Traumatic Brain Injury (TBI) is one of the leading causes of death among critically ill patients from the Intensive Care Units (ICU). After primary traumatic injuries, secondary complications occur, which are responsible for the progressive degradation of the clinical status in this type of patients. These include severe inflammation, biochemical and physiological imbalances and disruption of the cellular functionality. The redox cellular potential is determined by the oxidant/antioxidant ratio. Redox potential is disturbed in case of TBI leading to oxidative stress (OS).

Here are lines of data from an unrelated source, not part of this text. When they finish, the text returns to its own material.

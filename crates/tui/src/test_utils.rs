//! Helpers shared by rendering tests.

use ratatui::buffer::Buffer;

/// Renders the symbols of `buf` as text, one line per row.
///
/// Trailing spaces are dropped so snapshots stay readable; every row,
/// including the last, ends with a newline.
#[must_use]
pub(crate) fn buffer_to_string(buf: &Buffer) -> String {
    let width = usize::from(buf.area.width).max(1);
    buf.content
        .chunks(width)
        .map(|row| {
            let line: String = row.iter().map(|cell| cell.symbol()).collect();
            format!("{}\n", line.trim_end_matches(' '))
        })
        .collect()
}
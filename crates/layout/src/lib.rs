//! Card layout engine for cardex.
//!
//! Turns a declarative [`CardConfiguration`](cardex_protocol::CardConfiguration)
//! and a work item into concrete geometry for one card.
//!
//! # Overview
//!
//! - [`min_height`]: minimum row heights from font metrics
//! - [`allocator`]: card-wide row height allocation by priority
//! - [`prune`]: dropping empty columns, rows and groups
//! - [`group`]: row and column boxes inside a group
//! - [`engine`]: the full layout pass and fit checks
//! - [`surface`]: font metrics and the drawing contract
//!
//! # Examples
//!
//! ```
//! use cardex_layout::{CardLayoutEngine, Orientation, ProportionalMetrics};
//! use cardex_protocol::{CardConfiguration, Column, Group, Row, WorkItem};
//!
//! let mut group = Group::default();
//! group.rows.insert("title".into(), Row::with_columns([("subject", Column::default())]));
//! let mut config = CardConfiguration::new();
//! config.insert("header".into(), group);
//!
//! let engine = CardLayoutEngine::new(ProportionalMetrics::default());
//! let orientation = Orientation::new(100, 50).with_padding(1, 5);
//! let layout = engine.layout(&config, &orientation, &WorkItem::new("Tidy the backlog"));
//!
//! assert_eq!(layout.groups.len(), 1);
//! assert_eq!(layout.groups[0].row_heights, [40]);
//! ```

pub mod allocator;
pub mod engine;
pub mod error;
pub mod geometry;
pub mod group;
pub mod min_height;
pub mod prune;
pub mod surface;

pub use allocator::{RowDemand, allocate, equal_split};
pub use engine::{CardLayout, CardLayoutEngine};
pub use error::{LayoutError, Result};
pub use geometry::{Bounds, Orientation};
pub use group::{ColumnGeometry, GroupGeometry, RowGeometry, layout_columns, layout_group};
pub use min_height::{column_minimum_height, minimum_height, row_minimum_height};
pub use prune::{CardPlan, PlannedGroup, PlannedRow};
pub use surface::{FontMetrics, ProportionalMetrics, RenderSurface, TextStyle};
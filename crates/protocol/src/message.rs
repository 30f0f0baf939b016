//! Preview application messages.
//!
//! This module defines the message enum used for communication between
//! the terminal input handler and the preview application.

use serde::{Deserialize, Serialize};

/// Messages that represent user actions in the card preview.
///
/// # Examples
///
/// ```
/// use cardex_protocol::Message;
///
/// let msg = Message::NextItem;
/// assert!(matches!(msg, Message::NextItem));
/// ```
#[derive(Debug, Clone, Copy, PartialEq, Eq, Hash, Serialize, Deserialize)]
#[serde(rename_all = "snake_case")]
pub enum Message {
    /// Show the previous work item's card.
    PreviousItem,
    /// Show the next work item's card.
    NextItem,
    /// Jump to the first work item.
    FirstItem,
    /// Jump to the last work item.
    LastItem,
    /// Reload the card configuration from disk.
    Reload,
    /// Quit the application.
    Quit,
}

#[cfg(test)]
mod tests {
    use super::*;

    #[test]
    fn message_json_format() {
        let json = serde_json::to_string(&Message::PreviousItem).expect("serialize");
        assert_eq!(json, r#""previous_item""#);
    }

    #[test]
    fn message_roundtrip() {
        for msg in [
            Message::PreviousItem,
            Message::NextItem,
            Message::FirstItem,
            Message::LastItem,
            Message::Reload,
            Message::Quit,
        ] {
            let json = serde_json::to_string(&msg).expect("serialize");
            let parsed: Message = serde_json::from_str(&json).expect("deserialize");
            assert_eq!(msg, parsed);
        }
    }
}
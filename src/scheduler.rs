//! The render loop: one thread that owns all controller state.
//!
//! Button presses and inbound messages arrive from other threads as `Input`
//! values over an `mpsc` channel. The loop drains the channel without
//! blocking, checks the click deadline, advances the animation, then sleeps
//! for the poll interval. Everything that touches the pixel buffer or the
//! click count happens here, so none of it needs a lock.
//!
//! ## Rust concepts
//! - `try_recv()` for non-blocking channel reads
//! - Disjoint field borrows (`self.router` and `&mut self.engine` at once)
//! - Generic structs bounded by the `StripDriver` and `Publisher` traits

use crate::clicks::ClickAggregator;
use crate::driver::StripDriver;
use crate::engine::AnimationEngine;
use crate::is_running;
use crate::router::{EventRouter, Inbound, Publisher};
use std::sync::atomic::AtomicBool;
use std::sync::mpsc::{Receiver, TryRecvError};
use std::thread;
use std::time::{Duration, Instant};

/// Events delivered to the render thread.
#[derive(Clone, Debug, PartialEq, Eq)]
pub enum Input {
    /// A debounced button press, stamped when the edge was seen
    Press(Instant),
    /// Text of a message received from the broker
    Remote(String),
}

pub struct Scheduler<D: StripDriver, P: Publisher> {
    clicks: ClickAggregator,
    engine: AnimationEngine<D>,
    router: EventRouter<P>,
}

impl<D: StripDriver, P: Publisher> Scheduler<D, P> {
    pub fn new(clicks: ClickAggregator, engine: AnimationEngine<D>, router: EventRouter<P>) -> Self {
        Self {
            clicks,
            engine,
            router,
        }
    }

    /// Apply one input. Bad messages are logged and dropped.
    pub fn handle(&mut self, input: Input, now: Instant) {
        match input {
            Input::Press(at) => self.clicks.on_press(at),
            Input::Remote(text) => {
                match self.router.on_remote_message(&text, &mut self.engine, now) {
                    Ok(Inbound::Started(kind)) => {
                        tracing::info!("Remote request for {}", kind);
                    }
                    Ok(Inbound::Echo) => {}
                    Err(e) => tracing::warn!("Discarding message: {}", e),
                }
            }
        }
    }

    /// One pass of the loop body: close a finished burst, advance the animation.
    pub fn poll(&mut self, now: Instant) {
        if let Some(count) = self.clicks.poll(now) {
            if let Err(e) = self.router.on_burst_complete(count, &mut self.engine, now) {
                tracing::warn!("Burst of {} clicks not played: {}", count, e);
            }
        }

        self.engine.tick(now);
    }

    /// Forget any pending burst and blank the strip.
    pub fn shutdown(&mut self) {
        self.clicks.cancel();
        self.engine.stop();
    }

    pub fn clicks(&self) -> &ClickAggregator {
        &self.clicks
    }

    pub fn engine(&self) -> &AnimationEngine<D> {
        &self.engine
    }
}

/// Main render loop. Runs until `running` is cleared, then blanks the strip.
///
/// The scheduler is handed back so the caller can inspect its final state.
pub fn render_loop<D: StripDriver, P: Publisher>(
    mut scheduler: Scheduler<D, P>,
    rx: Receiver<Input>,
    running: &AtomicBool,
    poll_interval: Duration,
) -> Scheduler<D, P> {
    let mut inputs_open = true;

    tracing::info!("Render loop started");

    while is_running(running) {
        loop {
            match rx.try_recv() {
                Ok(input) => scheduler.handle(input, Instant::now()),
                Err(TryRecvError::Empty) => break,
                Err(TryRecvError::Disconnected) => {
                    if inputs_open {
                        tracing::warn!("All input sources closed, animations keep running");
                        inputs_open = false;
                    }
                    break;
                }
            }
        }

        scheduler.poll(Instant::now());
        thread::sleep(poll_interval);
    }

    tracing::info!("Render loop stopping, clearing strip");
    scheduler.shutdown();
    scheduler
}
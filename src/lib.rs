//! Shared types for the LED strip relay.
//!
//! This module provides what every other part of the crate builds on:
//! - Device configuration collected from the command line
//! - The strip `Color` type and the two palettes the animations use
//! - Signal handling for clean shutdown
//!
//! The pieces of the controller live in their own modules:
//! `clicks` (burst aggregation), `engine` and `pattern` (animations),
//! `router` (event routing), `scheduler` (the polling loop) and `mqtt`
//! (broker adapter). Hardware adapters are behind the `hardware` feature.

pub mod clicks;
pub mod driver;
pub mod engine;
pub mod error;
#[cfg(feature = "hardware")]
pub mod hardware;
pub mod message;
pub mod mqtt;
pub mod pattern;
pub mod router;
pub mod scheduler;

pub use error::{Error, MqttError};

use std::sync::Arc;
use std::sync::atomic::{AtomicBool, Ordering};
use std::time::Duration;
use tokio::task::JoinError;

// ── Device configuration ───────────────────────────────────────────

/// Settings for the strip hardware.
///
/// # Rust concept: derive macros
/// `Clone, Copy` make this cheaply copyable (it's just a few integers).
/// Passing it by value keeps configuration explicit instead of global.
#[derive(Clone, Copy, Debug, PartialEq, Eq)]
pub struct StripConfig {
    /// Number of pixels on the strip
    pub led_count: usize,
    /// BCM GPIO pin carrying the data signal
    pub pin: i32,
    /// DMA channel used by the driver
    pub dma: i32,
    /// Global driver brightness (0-255)
    pub brightness: u8,
}

impl StripConfig {
    /// The LED count as the driver's C `int`.
    pub fn driver_led_count(&self) -> Result<i32, Error> {
        i32::try_from(self.led_count).map_err(|_| Error::InvalidLedCount(self.led_count))
    }
}

impl Default for StripConfig {
    fn default() -> Self {
        Self {
            led_count: 19,
            pin: 12,
            dma: 10,
            brightness: 128,
        }
    }
}

/// Settings for the push-button and click aggregation.
#[derive(Clone, Copy, Debug, PartialEq, Eq)]
pub struct ButtonConfig {
    /// BCM GPIO pin of the button (pulled up, pressed = low)
    pub pin: u8,
    pub debounce: Duration,
    /// Silence that ends a burst of clicks
    pub click_timeout: Duration,
}

impl Default for ButtonConfig {
    fn default() -> Self {
        Self {
            pin: 2,
            debounce: Duration::from_millis(50),
            click_timeout: Duration::from_secs(2),
        }
    }
}

/// Everything the controller needs to know about this unit.
#[derive(Clone, Debug, PartialEq, Eq)]
pub struct DeviceConfig {
    /// Identity used to tag outbound messages and drop our own echoes
    pub device_id: String,
    pub strip: StripConfig,
    pub button: ButtonConfig,
    /// Sleep between two polls of the render loop
    pub poll_interval: Duration,
}

impl Default for DeviceConfig {
    fn default() -> Self {
        Self {
            device_id: "DEVICE2".to_string(),
            strip: StripConfig::default(),
            button: ButtonConfig::default(),
            poll_interval: Duration::from_millis(1),
        }
    }
}

// ── Color ──────────────────────────────────────────────────────────

/// Our own color type, decoupled from the hardware crate.
///
/// This lets us test rendering anywhere without `rs_ws281x`.
/// At the hardware boundary, the driver converts it to raw bytes.
#[derive(Clone, Copy, Debug, Default, PartialEq, Eq)]
pub struct Color {
    pub r: u8,
    pub g: u8,
    pub b: u8,
}

impl Color {
    pub const BLACK: Self = Self::new(0, 0, 0);

    pub const fn new(r: u8, g: u8, b: u8) -> Self {
        Self { r, g, b }
    }

    /// Magenta-pink at the given brightness (0-255).
    ///
    /// Only the luminance changes, the hue stays fixed at (255, 20, 147).
    pub fn pink(brightness: u8) -> Self {
        Self {
            r: brightness,
            g: scale_rounded(20, brightness),
            b: scale_rounded(147, brightness),
        }
    }

    /// Map a position on the color wheel (0-255) to a fully saturated color.
    ///
    /// # Rust concept: match with ranges
    /// The wheel has three 85-wide bands: red→green, green→blue, blue→red.
    /// Range patterns make each band explicit and the compiler checks
    /// that every `u8` lands in one of them.
    pub fn wheel(position: u8) -> Self {
        match position {
            0..=84 => {
                let p = position * 3;
                Self::new(p, 255 - p, 0)
            }
            85..=169 => {
                let q = (position - 85) * 3;
                Self::new(255 - q, 0, q)
            }
            170..=255 => {
                let q = (position - 170) * 3;
                Self::new(0, q, 255 - q)
            }
        }
    }
}

/// `round(channel * brightness / 255)` in integer arithmetic.
fn scale_rounded(channel: u8, brightness: u8) -> u8 {
    ((u16::from(channel) * u16::from(brightness) + 127) / 255) as u8
}

// ── Shutdown ───────────────────────────────────────────────────────

/// Set up a Ctrl+C handler that sets `running` to false.
///
/// # Rust concept: Arc and AtomicBool
/// The flag is shared between the render loop and the signal handler.
/// `Arc` gives both of them ownership, `AtomicBool` makes the flag
/// thread-safe without a mutex.
pub fn setup_signal_handler() -> Result<Arc<AtomicBool>, Error> {
    let running = Arc::new(AtomicBool::new(true));
    let r = running.clone(); // Clone the Arc, not the bool

    ctrlc::set_handler(move || {
        r.store(false, Ordering::SeqCst);
    })
    .map_err(Error::SignalHandler)?;

    Ok(running)
}

/// Check if the main loop should keep running.
pub fn is_running(running: &AtomicBool) -> bool {
    running.load(Ordering::SeqCst)
}

/// Combine how the render thread and the MQTT task ended into the exit result.
///
/// A render failure wins over an MQTT failure; a panic in either task is an
/// error, never a clean exit.
pub fn exit_status(
    render: Result<Result<(), Error>, JoinError>,
    mqtt: Result<Result<(), MqttError>, JoinError>,
) -> Result<(), Error> {
    let mqtt = match mqtt {
        Ok(result) => result.map_err(Error::from),
        Err(source) => Err(Error::TaskPanicked { task: "MQTT", source }),
    };
    if let Err(e) = &mqtt {
        tracing::error!("MQTT task ended with error: {}", e);
    }

    match render {
        Ok(Ok(())) => mqtt,
        Ok(Err(e)) => Err(e),
        Err(source) => {
            tracing::error!("Render thread panicked: {}", source);
            Err(Error::TaskPanicked { task: "Render", source })
        }
    }
}

// ── Tests ──────────────────────────────────────────────────────────

#[cfg(test)]
mod tests {
    use super::*;
    use pretty_assertions::assert_eq;
    use rstest::rstest;

    // ── Config tests ───────────────────────────────────────────────

    #[test]
    fn default_strip_matches_reference_device() {
        let strip = StripConfig::default();
        assert_eq!(strip.led_count, 19);
        assert_eq!(strip.pin, 12);
        assert_eq!(strip.dma, 10);
        assert_eq!(strip.brightness, 128);
    }

    #[test]
    fn default_click_timeout_is_two_seconds() {
        assert_eq!(
            ButtonConfig::default().click_timeout,
            Duration::from_secs(2)
        );
    }

    #[rstest]
    #[case(19, Some(19))]
    #[case(i32::MAX as usize, Some(i32::MAX))]
    #[case(i32::MAX as usize + 1, None)]
    #[case(usize::MAX, None)]
    fn driver_led_count_rejects_what_does_not_fit(
        #[case] led_count: usize,
        #[case] expected: Option<i32>,
    ) {
        let strip = StripConfig {
            led_count,
            ..StripConfig::default()
        };
        match (strip.driver_led_count(), expected) {
            (Ok(got), Some(want)) => assert_eq!(got, want),
            (Err(Error::InvalidLedCount(got)), None) => assert_eq!(got, led_count),
            (got, want) => panic!("expected {want:?}, got {got:?}"),
        }
    }

    // ── Color tests ────────────────────────────────────────────────

    #[rstest]
    #[case(255, Color::new(255, 20, 147))]
    #[case(192, Color::new(192, 15, 111))]
    #[case(128, Color::new(128, 10, 74))]
    #[case(1, Color::new(1, 0, 1))]
    #[case(0, Color::BLACK)]
    fn pink_scales_luminance(#[case] brightness: u8, #[case] expected: Color) {
        assert_eq!(Color::pink(brightness), expected);
    }

    #[rstest]
    #[case(0, Color::new(0, 255, 0))]
    #[case(84, Color::new(252, 3, 0))]
    #[case(85, Color::new(255, 0, 0))]
    #[case(169, Color::new(3, 0, 252))]
    #[case(170, Color::new(0, 0, 255))]
    #[case(255, Color::new(0, 255, 0))]
    fn wheel_band_edges(#[case] position: u8, #[case] expected: Color) {
        assert_eq!(Color::wheel(position), expected);
    }

    #[test]
    fn wheel_is_fully_saturated_everywhere() {
        for position in 0..=255u8 {
            let c = Color::wheel(position);
            let sum = u16::from(c.r) + u16::from(c.g) + u16::from(c.b);
            assert_eq!(sum, 255, "position {position}");
        }
    }

    #[test]
    fn running_flag_reads_current_value() {
        let flag = AtomicBool::new(true);
        assert!(is_running(&flag));
        flag.store(false, Ordering::SeqCst);
        assert!(!is_running(&flag));
    }

    // ── Exit status tests ──────────────────────────────────────────

    async fn panicked() -> JoinError {
        tokio::spawn(async { panic!("boom") })
            .await
            .expect_err("task should panic")
    }

    #[tokio::test]
    async fn clean_tasks_exit_cleanly() {
        assert!(exit_status(Ok(Ok(())), Ok(Ok(()))).is_ok());
    }

    #[tokio::test]
    async fn render_panic_is_an_error() {
        let result = exit_status(Err(panicked().await), Ok(Ok(())));
        assert!(matches!(result, Err(Error::TaskPanicked { task: "Render", .. })));
    }

    #[tokio::test]
    async fn mqtt_panic_is_an_error() {
        let result = exit_status(Ok(Ok(())), Err(panicked().await));
        assert!(matches!(result, Err(Error::TaskPanicked { task: "MQTT", .. })));
    }

    #[tokio::test]
    async fn mqtt_failure_is_propagated() {
        let (client, eventloop) =
            rumqttc::AsyncClient::new(rumqttc::MqttOptions::new("test", "localhost", 1883), 1);
        drop(eventloop);
        let publish_error = client
            .try_publish("t", rumqttc::QoS::AtMostOnce, false, "x")
            .expect_err("event loop is gone");

        let result = exit_status(Ok(Ok(())), Ok(Err(MqttError::Publishing(publish_error))));
        assert!(matches!(result, Err(Error::Mqtt(MqttError::Publishing(_)))));
    }

    #[tokio::test]
    async fn render_failure_wins_over_mqtt_failure() {
        let result = exit_status(
            Ok(Err(Error::InvalidLedCount(usize::MAX))),
            Err(panicked().await),
        );
        assert!(matches!(result, Err(Error::InvalidLedCount(usize::MAX))));
    }
}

A series of agression factors that accumulate after primary traumatic injuries lead to secondary lesions represented by brain ischemia and hypoxia, inflammatory and metabolic factors, coagulopathy, microvascular damage, neurotransmitter accumulation, blood-brain barrier disruption, excitotoxic damage, blood-spinal cord barrier damage, and mitochondrial dysfunctions. A cascade of pathophysiological events lead to accelerated production of free radicals (FR) that further sustain the OS. To minimize the OS and restore normal oxidant/antioxidant ratio, a series of antioxidant substances is recommended to be administrated (vitamin C, vitamin E, resveratrol, N-acetylcysteine). In this paper we present the biochemical and pathophysiological mechanism of action of FR in patients with TBI and the antioxidant therapy available.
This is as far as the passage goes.